Several research groups have identified a molecular taxonomy for bladder cancer based on RNA expression. The key classifications are basal and luminal cell lines; with basal tumors having a gene expression profile that resembles the basal layer of the urothelium; it’s more stem-like and less differentiated. The luminal tumors, on the other hand, have a gene expression profile that resembles more differentiated luminal cells, Black explained.

According to Black, these subtyping systems have a limitation in that a patient cohort is needed to create a cluster so that an individual patient can be classified in one of the subtypes, which is not practical in clinical practice. So, Black’s team developed a single-patient classifier called a genomic sequencing classifier, or GSC.

It includes 4 cohorts: luminal, luminal-infiltrated, basal, and claudin-low. They next gathered a multicentric cohort of 305 patients, all of whom were receiving NAC, which included 269 patients who received cisplatin-based chemotherapy who were used for all survival analyses. The control population of almost 500 patients who did not receive NAC was based on publicly available data and literature.

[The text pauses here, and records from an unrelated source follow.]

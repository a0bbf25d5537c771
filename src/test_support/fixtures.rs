//! Fixtures shared by unit tests: fake source trees, fake build tools and
//! fake installed libraries.

use std::path::{Path, PathBuf};
use std::sync::{Arc, Mutex};

use flate2::write::GzEncoder;
use flate2::Compression;

use super::{CommandPattern, MockExecutor, MockProcessOutput};
use crate::core::{OsKind, PackageRecipe};

/// Build an in-memory `.tar.gz` from `(path, contents)` pairs.
pub fn tarball(entries: &[(&str, &str)]) -> Vec<u8> {
    let encoder = GzEncoder::new(Vec::new(), Compression::default());
    let mut builder = tar::Builder::new(encoder);

    for (path, contents) in entries {
        let mut header = tar::Header::new_gnu();
        header.set_size(contents.len() as u64);
        header.set_mode(0o644);
        header.set_cksum();
        builder
            .append_data(&mut header, path, contents.as_bytes())
            .unwrap();
    }

    builder.into_inner().unwrap().finish().unwrap()
}

/// Script a successful autotools build whose `make install` drops
/// `<prefix>/lib/<versioned>`, with the prefix taken from the configure call.
pub fn fake_autotools(exec: &MockExecutor, versioned: &str) {
    let versioned = versioned.to_string();
    let prefix: Arc<Mutex<Option<PathBuf>>> = Arc::default();
    let seen = Arc::clone(&prefix);

    exec.expect("autoreconf -vfi", MockProcessOutput::success(""));
    exec.expect_with(
        CommandPattern::Contains("configure --prefix=".to_string()),
        MockProcessOutput::success(""),
        move |cmd| {
            let arg = cmd
                .get_args()
                .iter()
                .find_map(|a| a.strip_prefix("--prefix="))
                .map(PathBuf::from);
            *seen.lock().unwrap() = arg;
        },
    );
    exec.expect_prefix("make -j", MockProcessOutput::success(""));
    exec.expect_with(
        CommandPattern::Exact("make install".to_string()),
        MockProcessOutput::success(""),
        move |_| {
            let prefix = prefix.lock().unwrap().clone().expect("configure ran first");
            let lib_dir = prefix.join("lib");
            std::fs::create_dir_all(&lib_dir).unwrap();
            std::fs::write(lib_dir.join(&versioned), "ELF").unwrap();
        },
    );
}

/// Write an empty file standing in for an installed library.
pub fn fake_library(dir: &Path, file_name: &str) -> PathBuf {
    std::fs::create_dir_all(dir).unwrap();
    let path = dir.join(file_name);
    std::fs::write(&path, "").unwrap();
    path
}

/// A small recipe pointing at a fake URL.
pub fn demo_recipe() -> PackageRecipe {
    PackageRecipe {
        name: "demo".to_string(),
        version: "1.0.0".to_string(),
        url: "https://example.com/releases/demo-1.0.0.tar.gz".to_string(),
        source_dir: "demo-1.0.0".to_string(),
        library: "demo-1.0".to_string(),
        abi_version: "0.0.1".to_string(),
        include_subdir: Some("src".to_string()),
        sha256: None,
        build_platforms: vec![OsKind::Linux, OsKind::MacOs],
    }
}

/// Release tarball for [`demo_recipe`].
pub fn demo_tarball() -> Vec<u8> {
    tarball(&[
        ("demo-1.0.0/configure.ac", "AC_INIT([demo], [1.0.0])"),
        ("demo-1.0.0/src/demo.h", "int demo(void);"),
    ])
}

“The bottom line with this classifier was, and if you look at the non-NAC patient population, you can see that the luminal patients clearly do better than everyone else,” said Black. “The other 3 cohorts are relatively closer together. In the NAC data set, you can see they jump up the most; they get the most benefit from NAC with respect to survival.”

Coxen Model

A research team at the University of Virginia developed the Coxen model, which is currently being evaluated in a clinical trial. The model was initially based on the National Cancer Institute 60 cell line (NCI-60) panel of cancer cell lines, none of which were bladder cancer; however, it’s a comprehensive database of gene expression and IC50 values for over 100,000 compounds, said Black. The team was able to integrate bladder cancer data, gene expression data and a panel of bladder cancer cell lines, and through bioinformatics techniques, was able to come up with a predictive model for any given drug based on gene expression.

Genomic Alterations, Mutations, and Copy Number Changes

A research team led by Eliezer Van Allen, MD, from Dana-Farber Cancer Institute, and Jonathan Rosenberg, MD, from Memorial Sloan Kettering Cancer Center, examined EERC2 mutations in a cohort of 50 patients. The team compared 25 patients who received cisplatin-based chemotherapy and had a complete response with 25 who had residual muscle-invasive disease. According to Black, the ERCC2 gene was predominant in the responders, while nonre- sponders did not carry ERCC2 mutations.

Combining Subtypes and Mutations

Black concluded by demonstrating what would happen if the subtyping and mutation biomarkers were put together. “One-third of patients are basal, and if you add in the patients who have the DNA repair gene mutations, you end up with about 50% of patients who we would predict would respond well to cisplatin-based chemotherapy based on a combination of mutations and subtyping,” said Black.